▶ Requirement:
All of the data must be returned exactly as given.

▶ Data:
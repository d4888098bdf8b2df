//! Steward Error Types

use thiserror::Error;

/// Result type alias for steward operations
pub type Result<T> = std::result::Result<T, Error>;

/// Steward error types
#[derive(Error, Debug)]
pub enum Error {
    // Configuration errors
    #[error("Configuration error: {0}")]
    Config(String),

    #[error("Invalid configuration file: {0}")]
    ConfigParse(#[from] toml::de::Error),

    // Session errors
    #[error("Session error: {0}")]
    Session(String),

    #[error("Session closed")]
    SessionClosed,

    // Membership errors
    #[error("Membership registration failed: {0}")]
    Registration(String),

    // Election errors
    #[error("Campaign aborted: {0}")]
    CampaignAborted(String),

    // Observation errors
    #[error("Observation interrupted: {0}")]
    ObservationInterrupted(String),

    // Serialization errors
    #[error("Descriptor serialization error: {0}")]
    Serialization(#[from] serde_json::Error),

    // Network errors
    #[error("Network error: {0}")]
    Network(String),

    // I/O errors
    #[error("I/O error: {0}")]
    Io(#[from] std::io::Error),

    // Internal errors
    #[error("Internal error: {0}")]
    Internal(String),

    #[error("Shutdown in progress")]
    ShuttingDown,
}

impl Error {
    /// Check if this error is fatal to the node and must trigger a shutdown
    pub fn is_fatal(&self) -> bool {
        matches!(self, Error::Session(_) | Error::SessionClosed)
    }

    /// Check if this error is recoverable while the session is still alive
    pub fn is_recoverable(&self) -> bool {
        matches!(
            self,
            Error::CampaignAborted(_) | Error::ObservationInterrupted(_) | Error::Network(_)
        )
    }
}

▶ Solved exercise:
repository d4888098bdf8b2df
//! Steward Error Types

use thiserror::Error;

/// Result type alias for steward operations
pub type Result<T> = std::result::Result<T, Error>;

/// Steward error types
#[derive(Error, Debug)]
pub enum Error {
    // Configuration errors
    #[error("Configuration error: {0}")]
    Config(String),

    #[error("Invalid configuration file: {0}")]
    ConfigParse(#[from] toml::de::Error),

    // Session errors
    #[error("Session error: {0}")]
    Session(String),

    #[error("Session closed")]
    SessionClosed,

    // Membership errors
    #[error("Membership registration failed: {0}")]
    Registration(String),

    // Election errors
    #[error("Campaign aborted: {0}")]
    CampaignAborted(String),

    // Observation errors
    #[error("Observation interrupted: {0}")]
    ObservationInterrupted(String),

    // Serialization errors
    #[error("Descriptor serialization error: {0}")]
    Serialization(#[from] serde_json::Error),

    // Network errors
    #[error("Network error: {0}")]
    Network(String),

    // I/O errors
    #[error("I/O error: {0}")]
    Io(#[from] std::io::Error),

    // Internal errors
    #[error("Internal error: {0}")]
    Internal(String),

    #[error("Shutdown in progress")]
    ShuttingDown,
}

impl Error {
    /// Check if this error is fatal to the node and must trigger a shutdown
    pub fn is_fatal(&self) -> bool {
        matches!(self, Error::Session(_) | Error::SessionClosed)
    }

    /// Check if this error is recoverable while the session is still alive
    pub fn is_recoverable(&self) -> bool {
        matches!(
            self,
            Error::CampaignAborted(_) | Error::ObservationInterrupted(_) | Error::Network(_)
        )
    }
}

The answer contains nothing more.